___ PROVIDED DATA

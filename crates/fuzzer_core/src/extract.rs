use std::sync::LazyLock;

use regex::Regex;

/// Phrases that mark an error message as worth mining for field names.
const TRIGGER_PHRASES: [&str; 3] = [
    "Field must have selections",
    "Field 'assume' doesn't exist on type 'Query'",
    "Did you mean",
];

static BACKTICK_NAME: LazyLock<Regex> =
    LazyLock::new(|| Regex::new(r"`(.+?)`").expect("valid backtick pattern"));
static QUOTED_FIELD_NAME: LazyLock<Regex> =
    LazyLock::new(|| Regex::new(r"field '(.+?)'").expect("valid quoted field pattern"));

pub fn has_trigger(message: &str) -> bool {
    TRIGGER_PHRASES
        .iter()
        .any(|phrase| message.contains(phrase))
}

/// Pulls candidate field names out of a server error message.
///
/// Two independent rules, first match each:
/// - the first backtick-quoted name;
/// - the first name following `field '` up to the closing quote.
///
/// The backtick candidate comes first. Both may fire and may be equal.
pub fn extract_keywords(message: &str) -> Vec<String> {
    [&*BACKTICK_NAME, &*QUOTED_FIELD_NAME]
        .into_iter()
        .filter_map(|pattern| pattern.captures(message))
        .filter_map(|caps| caps.get(1))
        .map(|found| found.as_str().to_string())
        .collect()
}
#[derive(Debug, Clone, PartialEq)]
pub enum Msg {
    /// A probe request is about to be handed to the transport.
    RequestDispatched,
    /// The transport finished a request.
    ResponseReceived(crate::ResponseOutcome),
}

______

- WHAT TO WORK ON -
Where a line of the material above holds the string "candidate", copy that line.

- ANSWER -
/// Pulls candidate field names out of a server error message.
/// The backtick candidate comes first. Both may fire and may be equal.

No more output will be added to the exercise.